[Activity] Nothing may be added, dropped, or altered; restate the listing word for word.

=== Available data ===

use crate::device::Actuator;
use crate::runtime::{Component, ComponentContext};

/// Pivot the machine to the left over a fixed arc distance.
///
/// Both channels are driven with positive output; on this drivetrain that
/// runs the right side forward and the left side backward. Progress is
/// measured on the right channel.
pub struct TurnLeft {
    distance: f32,
    speed: f32,
    step: usize,
}

impl TurnLeft {
    pub fn new(distance: f32, speed: f32, step: usize) -> Self {
        assert!(distance > 0.0, "distance must be positive");
        assert!(speed > 0.0 && speed <= 1.0, "speed must be within (0, 1]");
        assert!(step >= 1, "step index is 1-based");

        Self {
            distance,
            speed,
            step,
        }
    }
}

impl Component for TurnLeft {
    fn tick(&mut self, ctx: &mut ComponentContext) {
        if !ctx.sequence.is_eligible(self.step) || ctx.sequence.is_retired(self.step) {
            return;
        }

        let target = ctx.calibration.target_counts(self.distance, self.speed);

        if ctx.drive_right.position() <= target {
            if !ctx.sequence.is_registered(self.step) {
                ctx.sequence.register(self.step);
                info!(
                    "Step {}: turn left {:.1}in at {:.2}",
                    self.step, self.distance, self.speed
                );
            }

            ctx.drive_right.set_output(self.speed);
            ctx.drive_left.set_output(self.speed);
        } else if ctx.sequence.is_registered(self.step) {
            ctx.sequence.advance(self.step);
            ctx.drive_right.reset_position(0.0);
            ctx.drive_left.reset_position(0.0);

            info!("Step {}: turn left complete", self.step);
        }
    }
}

/// Pivot the machine to the right over a fixed arc distance.
///
/// Both channels are driven with negative output, the mirror of the left
/// turn. Progress is measured on the left channel.
pub struct TurnRight {
    distance: f32,
    speed: f32,
    step: usize,
}

impl TurnRight {
    pub fn new(distance: f32, speed: f32, step: usize) -> Self {
        assert!(distance > 0.0, "distance must be positive");
        assert!(speed > 0.0 && speed <= 1.0, "speed must be within (0, 1]");
        assert!(step >= 1, "step index is 1-based");

        Self {
            distance,
            speed,
            step,
        }
    }
}

impl Component for TurnRight {
    fn tick(&mut self, ctx: &mut ComponentContext) {
        if !ctx.sequence.is_eligible(self.step) || ctx.sequence.is_retired(self.step) {
            return;
        }

        let target = ctx.calibration.target_counts(self.distance, self.speed);

        if ctx.drive_left.position() <= target {
            if !ctx.sequence.is_registered(self.step) {
                ctx.sequence.register(self.step);
                info!(
                    "Step {}: turn right {:.1}in at {:.2}",
                    self.step, self.distance, self.speed
                );
            }

            ctx.drive_right.set_output(-self.speed);
            ctx.drive_left.set_output(-self.speed);
        } else if ctx.sequence.is_registered(self.step) {
            ctx.sequence.advance(self.step);
            ctx.drive_right.reset_position(0.0);
            ctx.drive_left.reset_position(0.0);

            info!("Step {}: turn right complete", self.step);
        }
    }
}

#[cfg(test)]
mod tests {
    use super::*;
    use crate::kernel::testing;

    #[test]
    fn test_turn_left_commands_and_advances() {
        let mut bench = testing::bench(1);
        let mut turn = TurnLeft::new(12.0, 0.4, 1);

        turn.tick(&mut bench.ctx);

        assert!(bench.ctx.sequence.is_registered(1));
        assert_eq!(bench.drive_right.lock().unwrap().output(), 0.4);
        assert_eq!(bench.drive_left.lock().unwrap().output(), 0.4);

        let target = bench.ctx.calibration.target_counts(12.0, 0.4);
        bench.ctx.drive_right.reset_position(target + 1.0);

        turn.tick(&mut bench.ctx);

        assert!(bench.ctx.sequence.is_retired(1));
        assert_eq!(bench.ctx.drive_right.position(), 0.0);
        assert_eq!(bench.ctx.drive_left.position(), 0.0);
    }

    #[test]
    fn test_turn_right_measures_left_channel() {
        let mut bench = testing::bench(1);
        let mut turn = TurnRight::new(12.0, 0.4, 1);

        turn.tick(&mut bench.ctx);

        assert_eq!(bench.drive_right.lock().unwrap().output(), -0.4);
        assert_eq!(bench.drive_left.lock().unwrap().output(), -0.4);

        let target = bench.ctx.calibration.target_counts(12.0, 0.4);

        // Right channel past the target has no effect; the left channel
        // is the measured one.
        bench.ctx.drive_right.reset_position(target + 1.0);
        turn.tick(&mut bench.ctx);
        assert!(!bench.ctx.sequence.is_retired(1));

        bench.ctx.drive_left.reset_position(target + 1.0);
        turn.tick(&mut bench.ctx);
        assert!(bench.ctx.sequence.is_retired(1));
    }
}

===

[Exercise output]
use crate::device::Actuator;
use crate::runtime::{Component, ComponentContext};

/// Pivot the machine to the left over a fixed arc distance.
///
/// Both channels are driven with positive output; on this drivetrain that
/// runs the right side forward and the left side backward. Progress is
/// measured on the right channel.
pub struct TurnLeft {
    distance: f32,
    speed: f32,
    step: usize,
}

impl TurnLeft {
    pub fn new(distance: f32, speed: f32, step: usize) -> Self {
        assert!(distance > 0.0, "distance must be positive");
        assert!(speed > 0.0 && speed <= 1.0, "speed must be within (0, 1]");
        assert!(step >= 1, "step index is 1-based");

        Self {
            distance,
            speed,
            step,
        }
    }
}

impl Component for TurnLeft {
    fn tick(&mut self, ctx: &mut ComponentContext) {
        if !ctx.sequence.is_eligible(self.step) || ctx.sequence.is_retired(self.step) {
            return;
        }

        let target = ctx.calibration.target_counts(self.distance, self.speed);

        if ctx.drive_right.position() <= target {
            if !ctx.sequence.is_registered(self.step) {
                ctx.sequence.register(self.step);
                info!(
                    "Step {}: turn left {:.1}in at {:.2}",
                    self.step, self.distance, self.speed
                );
            }

            ctx.drive_right.set_output(self.speed);
            ctx.drive_left.set_output(self.speed);
        } else if ctx.sequence.is_registered(self.step) {
            ctx.sequence.advance(self.step);
            ctx.drive_right.reset_position(0.0);
            ctx.drive_left.reset_position(0.0);

            info!("Step {}: turn left complete", self.step);
        }
    }
}

/// Pivot the machine to the right over a fixed arc distance.
///
/// Both channels are driven with negative output, the mirror of the left
/// turn. Progress is measured on the left channel.
pub struct TurnRight {
    distance: f32,
    speed: f32,
    step: usize,
}

impl TurnRight {
    pub fn new(distance: f32, speed: f32, step: usize) -> Self {
        assert!(distance > 0.0, "distance must be positive");
        assert!(speed > 0.0 && speed <= 1.0, "speed must be within (0, 1]");
        assert!(step >= 1, "step index is 1-based");

        Self {
            distance,
            speed,
            step,
        }
    }
}

impl Component for TurnRight {
    fn tick(&mut self, ctx: &mut ComponentContext) {
        if !ctx.sequence.is_eligible(self.step) || ctx.sequence.is_retired(self.step) {
            return;
        }

        let target = ctx.calibration.target_counts(self.distance, self.speed);

        if ctx.drive_left.position() <= target {
            if !ctx.sequence.is_registered(self.step) {
                ctx.sequence.register(self.step);
                info!(
                    "Step {}: turn right {:.1}in at {:.2}",
                    self.step, self.distance, self.speed
                );
            }

            ctx.drive_right.set_output(-self.speed);
            ctx.drive_left.set_output(-self.speed);
        } else if ctx.sequence.is_registered(self.step) {
            ctx.sequence.advance(self.step);
            ctx.drive_right.reset_position(0.0);
            ctx.drive_left.reset_position(0.0);

            info!("Step {}: turn right complete", self.step);
        }
    }
}

#[cfg(test)]
mod tests {
    use super::*;
    use crate::kernel::testing;

    #[test]
    fn test_turn_left_commands_and_advances() {
        let mut bench = testing::bench(1);
        let mut turn = TurnLeft::new(12.0, 0.4, 1);

        turn.tick(&mut bench.ctx);

        assert!(bench.ctx.sequence.is_registered(1));
        assert_eq!(bench.drive_right.lock().unwrap().output(), 0.4);
        assert_eq!(bench.drive_left.lock().unwrap().output(), 0.4);

        let target = bench.ctx.calibration.target_counts(12.0, 0.4);
        bench.ctx.drive_right.reset_position(target + 1.0);

        turn.tick(&mut bench.ctx);

        assert!(bench.ctx.sequence.is_retired(1));
        assert_eq!(bench.ctx.drive_right.position(), 0.0);
        assert_eq!(bench.ctx.drive_left.position(), 0.0);
    }

    #[test]
    fn test_turn_right_measures_left_channel() {
        let mut bench = testing::bench(1);
        let mut turn = TurnRight::new(12.0, 0.4, 1);

        turn.tick(&mut bench.ctx);

        assert_eq!(bench.drive_right.lock().unwrap().output(), -0.4);
        assert_eq!(bench.drive_left.lock().unwrap().output(), -0.4);

        let target = bench.ctx.calibration.target_counts(12.0, 0.4);

        // Right channel past the target has no effect; the left channel
        // is the measured one.
        bench.ctx.drive_right.reset_position(target + 1.0);
        turn.tick(&mut bench.ctx);
        assert!(!bench.ctx.sequence.is_retired(1));

        bench.ctx.drive_left.reset_position(target + 1.0);
        turn.tick(&mut bench.ctx);
        assert!(bench.ctx.sequence.is_retired(1));
    }
}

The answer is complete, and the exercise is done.